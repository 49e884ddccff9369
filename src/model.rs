// Core structs: Ticker, Quote, SentimentSample, Sentiment, DisplayRow
use std::fmt;

use serde::Deserialize;
use thiserror::Error;

/// Exchange symbol, always trimmed and uppercased.
#[derive(Debug, Clone, PartialEq, Eq, Hash, PartialOrd, Ord)]
pub struct Ticker(String);

impl Ticker {
    pub fn parse(raw: &str) -> Option<Self> {
        let symbol = raw.trim().to_uppercase();
        if symbol.is_empty() {
            None
        } else {
            Some(Self(symbol))
        }
    }

    pub fn as_str(&self) -> &str {
        &self.0
    }
}

impl fmt::Display for Ticker {
    fn fmt(&self, f: &mut fmt::Formatter<'_>) -> fmt::Result {
        f.write_str(&self.0)
    }
}

#[derive(Debug, Clone, PartialEq)]
pub struct Quote {
    pub ticker: Ticker,
    pub current_price: f64,
}

#[derive(Debug, Clone, PartialEq)]
pub struct SentimentSample {
    pub ticker: Ticker,
    pub year: i32,
    pub month: u32,
    pub mspr: f64,
}

/// Entry of the provider's symbol list.
#[derive(Debug, Clone, PartialEq, Deserialize)]
pub struct Symbol {
    pub symbol: String,
    #[serde(default)]
    pub description: String,
}

/// Insider sentiment for the current month.
#[derive(Debug, Clone, PartialEq)]
pub enum Sentiment {
    Available(f64),
    /// The provider has no samples for the period.
    Unavailable,
    Failed(String),
}

impl Sentiment {
    pub fn is_available(&self) -> bool {
        matches!(self, Sentiment::Available(_))
    }
}

pub const UNAVAILABLE_MARKER: &str = "N/A";
pub const FAILED_MARKER: &str = "ERR";

#[derive(Debug, Clone, PartialEq)]
pub struct DisplayRow {
    pub ticker: Ticker,
    /// `None` until the first successful quote.
    pub price: Option<f64>,
    pub sentiment: Sentiment,
}

impl DisplayRow {
    pub fn new(ticker: Ticker) -> Self {
        Self {
            ticker,
            price: None,
            sentiment: Sentiment::Unavailable,
        }
    }

    pub fn sentiment_available(&self) -> bool {
        self.sentiment.is_available()
    }

    pub fn price_cell(&self) -> String {
        match self.price {
            Some(price) => format!("{:.2}", price),
            None => "-".to_string(),
        }
    }

    pub fn available_cell(&self) -> &'static str {
        if self.sentiment_available() { "Yes" } else { "No" }
    }

    pub fn mspr_cell(&self) -> String {
        match &self.sentiment {
            Sentiment::Available(mspr) => format!("{:.2}", mspr),
            Sentiment::Unavailable => UNAVAILABLE_MARKER.to_string(),
            Sentiment::Failed(_) => FAILED_MARKER.to_string(),
        }
    }

    /// Comma separated record: `TICKER,PRICE,Yes|No,MSPR`.
    pub fn to_record(&self) -> String {
        format!(
            "{},{},{},{}",
            self.ticker,
            self.price_cell(),
            self.available_cell(),
            self.mspr_cell()
        )
    }
}

/// What a single fetch step was doing when it failed.
#[derive(Debug, Clone, Copy, PartialEq, Eq)]
pub enum FetchKind {
    Quote,
    Sentiment,
    History,
}

impl fmt::Display for FetchKind {
    fn fmt(&self, f: &mut fmt::Formatter<'_>) -> fmt::Result {
        let name = match self {
            FetchKind::Quote => "price",
            FetchKind::Sentiment => "insider sentiment",
            FetchKind::History => "sentiment history",
        };
        f.write_str(name)
    }
}

#[derive(Debug, Clone, PartialEq)]
pub struct FetchFailure {
    pub ticker: Ticker,
    pub kind: FetchKind,
    pub message: String,
}

impl fmt::Display for FetchFailure {
    fn fmt(&self, f: &mut fmt::Formatter<'_>) -> fmt::Result {
        write!(f, "Error fetching {} for {}: {}", self.kind, self.ticker, self.message)
    }
}

#[derive(Debug, Error)]
pub enum ProviderError {
    #[error("request failed: {0}")]
    Http(#[from] reqwest::Error),
    #[error("provider rejected the API key (HTTP {0})")]
    Auth(u16),
    #[error("provider responded with HTTP {status}: {body}")]
    Status { status: u16, body: String },
    #[error("unexpected response body: {0}")]
    Decode(String),
    #[error("unknown symbol {0}")]
    UnknownSymbol(String),
}

#[derive(Debug, Error)]
pub enum AppError {
    #[error(transparent)]
    Config(#[from] crate::config::ConfigError),
    #[error(transparent)]
    Provider(#[from] ProviderError),
    #[error("terminal error: {0}")]
    Terminal(#[from] std::io::Error),
    #[error("failed to open log file {path}: {source}")]
    LogFile {
        path: std::path::PathBuf,
        #[source]
        source: std::io::Error,
    },
}
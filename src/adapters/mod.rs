// Adapters layer: concrete record stores and file storage behind the domain ports.

pub mod memory;
pub mod rest;
pub mod storage;

pub use memory::{Dataset, InMemoryStore};
pub use rest::RestStore;
pub use storage::LocalStorage;
use crate::core::Storage;
use crate::utils::error::Result;
use std::path::PathBuf;

/// Files under a base directory on the local disk.
#[derive(Debug, Clone)]
pub struct LocalStorage {
    base_path: PathBuf,
}

impl LocalStorage {
    pub fn new(base_path: impl Into<PathBuf>) -> Self {
        Self {
            base_path: base_path.into(),
        }
    }
}

impl Storage for LocalStorage {
    async fn read_file(&self, path: &str) -> Result<Vec<u8>> {
        let full_path = self.base_path.join(path);
        let data = tokio::fs::read(full_path).await?;
        Ok(data)
    }

    async fn write_file(&self, path: &str, data: &[u8]) -> Result<()> {
        let full_path = self.base_path.join(path);

        if let Some(parent) = full_path.parent() {
            tokio::fs::create_dir_all(parent).await?;
        }

        tokio::fs::write(full_path, data).await?;
        Ok(())
    }
}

_TASK DETAILS_:
Exactly as written, repeat the lines from the start of the listing through the line containing "pub struct Symbol", both included.

_WORKED SOLUTION_:
repository 49e884ddccff9369
filename src/model.rs
// Core structs: Ticker, Quote, SentimentSample, Sentiment, DisplayRow
use std::fmt;

use serde::Deserialize;
use thiserror::Error;

/// Exchange symbol, always trimmed and uppercased.
#[derive(Debug, Clone, PartialEq, Eq, Hash, PartialOrd, Ord)]
pub struct Ticker(String);

impl Ticker {
    pub fn parse(raw: &str) -> Option<Self> {
        let symbol = raw.trim().to_uppercase();
        if symbol.is_empty() {
            None
        } else {
            Some(Self(symbol))
        }
    }

    pub fn as_str(&self) -> &str {
        &self.0
    }
}

impl fmt::Display for Ticker {
    fn fmt(&self, f: &mut fmt::Formatter<'_>) -> fmt::Result {
        f.write_str(&self.0)
    }
}

#[derive(Debug, Clone, PartialEq)]
pub struct Quote {
    pub ticker: Ticker,
    pub current_price: f64,
}

#[derive(Debug, Clone, PartialEq)]
pub struct SentimentSample {
    pub ticker: Ticker,
    pub year: i32,
    pub month: u32,
    pub mspr: f64,
}

/// Entry of the provider's symbol list.
#[derive(Debug, Clone, PartialEq, Deserialize)]
pub struct Symbol {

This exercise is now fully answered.